Press "Enter" to skip to content

5 Reasons Why I Think Alice in Chains Weren’t Singing About an Actual Rooster

Alice in Chains has consistently been one of my favorite bands ever since I was growing up in the 90s. The metal-infused riffage of Jerry Cantrell mixed with the beautifully sonorous and haunting vocals of Layne Staley made them the stalwart in the Seattle grunge scene we’ve all come to know and love, and I often find myself revisiting their catalog with what feels like the perfect combination of nostalgia and genuine musical appreciation.

I’ve also prided myself on being somewhat of a literary enthusiast, and I enjoy applying the analytical skills I’ve honed through years of reading to song lyrics. As such, in revisiting one of Alice in Chains’ biggest hits “Rooster,” I’m beginning to think it’s not actually about the daily life of an average rooster, as we’ve all come to understand it.

Crazy, right? I thought so, too, but let me provide 5 arguments to back up my claim:

1. Roosters do not have sweat glands

According to Google AI, which I recognize as a consistently reliable and accurate source: “roosters do not sweat. Instead, they regulate their body temperature by panting and losing heat through their unfeathered skin.” Why then, is the opening line of the song “ain’t found a way to kill me yet, eyes burn with stingin’ sweat”? Granted, Google AI did not yet exist when these lyrics were written, but I can’t imagine one of my favorite bands could not be bothered with a trip to the library to ensure their song about a rooster’s daily farm life was accurate. Let’s play devil’s advocate and say that was the case, though. How, then, would we explain #2?

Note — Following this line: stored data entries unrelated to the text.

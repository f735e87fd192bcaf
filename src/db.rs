use crate::btree::BTree;
use crate::catalog::{normalize_path, Catalog};
use crate::id::TableId;
use crate::pager::{BufferPool, Value};
use crate::table::{Table, TableIo};
use anyhow::anyhow;
use parking_lot::RwLock;
use std::path::Path;
use std::sync::atomic::{AtomicBool, Ordering};

/// Storage engine instance: one buffer pool shared by every open table.
pub struct Db {
    pool: BufferPool,
    catalog: RwLock<Catalog>,
    setting: Setting,
    poisoned: AtomicBool,
}

#[derive(Clone, Debug)]
pub struct Setting {
    /// Number of page frames in the buffer pool.
    pub buffer_frames: usize,
    /// Whether every table keeps a write-ahead log. Transactions need it.
    pub wal: bool,
    pub wal_buffer_size: usize,
}

impl std::default::Default for Setting {
    fn default() -> Self {
        Self {
            buffer_frames: 1000,
            wal: true,
            wal_buffer_size: 5 * 4096,
        }
    }
}

impl Setting {
    fn validate(&self) -> anyhow::Result<()> {
        if self.buffer_frames < 10 {
            return Err(anyhow!("buffer pool can't have less than 10 frames"));
        }
        if self.wal_buffer_size < 4096 {
            return Err(anyhow!("wal buffer can't be smaller than 4096 bytes"));
        }
        Ok(())
    }
}

impl Db {
    pub fn init(setting: Setting) -> anyhow::Result<Self> {
        setting.validate()?;
        log::debug!("init database with {setting:?}");
        Ok(Self {
            pool: BufferPool::new(setting.buffer_frames),
            catalog: RwLock::new(Catalog::default()),
            setting,
            poisoned: AtomicBool::new(false),
        })
    }

    /// Opens the table stored at `path`, creating the file when it doesn't exist.
    pub fn open_table(&self, path: impl AsRef<Path>) -> anyhow::Result<TableId> {
        self.check_poisoned()?;
        let path = normalize_path(path.as_ref())?;

        let mut catalog = self.catalog.write();
        if let Some(id) = catalog.find_path(&path) {
            return Err(anyhow!("{path:?} is already open as table {}", id.get()));
        }
        let id = catalog.next_id()?;
        let table = Table::open(&self.pool, id, path, &self.setting)?;
        catalog.insert(table);
        Ok(id)
    }

    /// Aborts the active transaction, gives trailing free pages back and writes everything
    /// of the table to disk. The id can be reused afterwards.
    pub fn close_table(&self, id: TableId) -> anyhow::Result<()> {
        self.check_poisoned()?;
        // the catalog stays locked until the file is detached from the pool, so neither the id
        // nor the path can be opened again before the table is fully written
        let mut catalog = self.catalog.write();
        let table = catalog.remove(id)?;
        let result = self.close(table);
        drop(catalog);
        self.poison_on_error(result)
    }

    fn close(&self, mut table: Table) -> anyhow::Result<()> {
        let id = table.id;
        let mut io = TableIo::new(&self.pool, &mut table);
        if io.table.tx.is_some() {
            log::debug!("table {id:?} is closed with an active transaction");
            io.abort_transaction()?;
        }
        io.clean_free_pages()?;
        let page_count = io.header().page_count;

        self.pool.evict_table(id)?;
        self.pool.unregister_file(id);
        if let Some(wal) = table.wal.take() {
            wal.close()?;
        }
        log::info!(
            "closed table {id:?} at {:?} with {page_count} pages",
            table.path
        );
        Ok(())
    }

    /// Returns false when the key already exists. The existing value is kept.
    ///
    /// Values are stored zero padded to [`VALUE_SIZE`](crate::VALUE_SIZE) bytes, so trailing
    /// zero bytes of `value` are not preserved by [`Value::as_bytes`].
    pub fn insert(&self, id: TableId, key: i64, value: &[u8]) -> anyhow::Result<bool> {
        let value = Value::new(value)?;
        self.mutate(id, |io| BTree::new(io).insert(key, value))
    }

    /// [`Value::raw`] returns the stored bytes including the padding.
    pub fn find(&self, id: TableId, key: i64) -> anyhow::Result<Option<Value>> {
        self.read(id, |io| BTree::new(io).get(key))
    }

    /// Returns false when the key doesn't exist.
    pub fn delete(&self, id: TableId, key: i64) -> anyhow::Result<bool> {
        self.mutate(id, |io| BTree::new(io).delete(key))
    }

    /// Every record of the table in key order.
    pub fn scan(&self, id: TableId) -> anyhow::Result<Vec<(i64, Value)>> {
        self.read(id, |io| BTree::new(io).scan())
    }

    pub fn verify(&self, id: TableId) -> anyhow::Result<()> {
        self.read(id, |io| BTree::new(io).verify())
    }

    /// Shrinks the table file by dropping the free pages at its end.
    pub fn clean(&self, id: TableId) -> anyhow::Result<()> {
        self.mutate_checked(
            id,
            |table| {
                if table.tx.is_some() {
                    return Err(anyhow!(
                        "table {} can't be cleaned during a transaction",
                        id.get()
                    ));
                }
                Ok(())
            },
            |mut io| io.clean_free_pages(),
        )
    }

    pub fn page_count(&self, id: TableId) -> anyhow::Result<u64> {
        self.read(id, |io| Ok(io.header().page_count))
    }

    pub fn begin_transaction(&self, id: TableId) -> anyhow::Result<()> {
        self.mutate_checked(
            id,
            |table| {
                if table.wal.is_none() {
                    return Err(anyhow!("write-ahead log is disabled"));
                }
                if table.tx.is_some() {
                    return Err(anyhow!(
                        "table {} already has an active transaction",
                        id.get()
                    ));
                }
                Ok(())
            },
            |mut io| io.begin_transaction().map(|_| ()),
        )
    }

    pub fn commit_transaction(&self, id: TableId) -> anyhow::Result<()> {
        self.mutate_checked(id, Self::require_transaction, |mut io| {
            io.commit_transaction()
        })
    }

    /// Undoes every change made to the table since `begin_transaction`.
    pub fn abort_transaction(&self, id: TableId) -> anyhow::Result<()> {
        self.mutate_checked(id, Self::require_transaction, |mut io| {
            io.abort_transaction()
        })
    }

    pub fn is_poisoned(&self) -> bool {
        self.poisoned.load(Ordering::SeqCst)
    }

    /// Closes every open table and writes all remaining dirty pages.
    pub fn shutdown(self) -> anyhow::Result<()> {
        self.close_all()
    }

    fn close_all(&self) -> anyhow::Result<()> {
        let ids = self.catalog.read().ids();
        for id in ids {
            self.close_table(id)?;
        }
        self.pool.flush_all()
    }

    fn require_transaction(table: &Table) -> anyhow::Result<()> {
        if table.tx.is_none() {
            return Err(anyhow!("table {} has no active transaction", table.id.get()));
        }
        Ok(())
    }

    fn read<T>(
        &self,
        id: TableId,
        f: impl FnOnce(TableIo<'_>) -> anyhow::Result<T>,
    ) -> anyhow::Result<T> {
        let catalog = self.catalog.read();
        let mut table = catalog.get(id)?.lock();
        f(TableIo::new(&self.pool, &mut *table))
    }

    fn mutate<T>(
        &self,
        id: TableId,
        f: impl FnOnce(TableIo<'_>) -> anyhow::Result<T>,
    ) -> anyhow::Result<T> {
        self.mutate_checked(id, |_| Ok(()), f)
    }

    /// Runs `f` against the table. An error returned by `precondition` is the caller's mistake
    /// and leaves the database usable, while an error from `f` may leave pages half written
    /// and poisons the database.
    fn mutate_checked<T>(
        &self,
        id: TableId,
        precondition: impl FnOnce(&Table) -> anyhow::Result<()>,
        f: impl FnOnce(TableIo<'_>) -> anyhow::Result<T>,
    ) -> anyhow::Result<T> {
        self.check_poisoned()?;
        let catalog = self.catalog.read();
        let mut table = catalog.get(id)?.lock();
        precondition(&*table)?;
        let result = f(TableIo::new(&self.pool, &mut *table));
        self.poison_on_error(result)
    }

    fn check_poisoned(&self) -> anyhow::Result<()> {
        if self.is_poisoned() {
            return Err(anyhow!("database is poisoned by a previous fatal error"));
        }
        Ok(())
    }

    fn poison_on_error<T>(&self, result: anyhow::Result<T>) -> anyhow::Result<T> {
        if let Err(err) = &result {
            log::error!("database is poisoned: {err}");
            self.poisoned.store(true, Ordering::SeqCst);
        }
        result
    }
}

impl Drop for Db {
    fn drop(&mut self) {
        if self.is_poisoned() {
            log::error!("poisoned database is dropped without writing its pages");
            return;
        }
        if let Err(err) = self.close_all() {
            log::error!("cannot shutdown database: {err}");
        }
    }
}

2. Roosters are incapable of carrying a machine gun

I didn’t even need to use Google AI for this one. Never in the history of the human race have we encountered documented evidence of a rooster holding a machine gun. This flies directly in the face of the lyric “walking tall, machine gun man.” Unless this song is written from the point of view of some opposable thumb-possessing, anthropomorphic rooster, which is absolutely ridiculous, I’m left thinking there must be some other meaning here.

3. Roosters are not permitted in the Army

That’s not to say that animals have never served in our nation’s armed forces. Carrier pigeons and horses have proved themselves invaluable in past conflicts, to say nothing of the famed Seargent Stubby, a Boston Terrier who served on the frontlines of World War I by warning of impending mustard gas attacks and comforting wounded soldiers. However, top military experts have yet to think of a non-ingestive purpose a rooster can have in defending the country. Hence, the “Army green” line of this tune is nonsensical if taken literally.

4. The lyrics contain no mention of crowing at dawn, protecting the flock, or fertilizing eggs

These activities are paramount in the daily life of a rooster, so any song with themes central to the species would have to make at least some allusion to them. Yet, as I sit here scouring these lyrics, I see nary a reference to any of them. Could it be that the band just temporarily forgot how a rooster spends its days as they were writing them? Possibly, but I’m hard-pressed to believe a temporary case of writer’s block could make it all the way to the studio. While this point is pretty damning, the last may be the final nail in the coffin for the “actual rooster” explanation.

5. The music video does not contain a single rooster

While I can see counterarguments made for any of the previous reasons, this last is simply too glaring to ignore. I analyzed every frame of the music video, and while there were numerous shots of a farm, and even some horses and cows, there was no rooster. I simply cannot fathom why the band would do this, unless there is some cryptic meaning to this song that I have yet to grasp.

There you have it. With this, I rest my case and leave it up to you, the reader, to draw your own conclusion. Do you agree or disagree with my take and, if the former, what do you think this song is actually about? Hopefully, one day we will be able to get to the bottom of this. In the meantime, I’m going to begin a similar analysis of the song “Angry Chair.”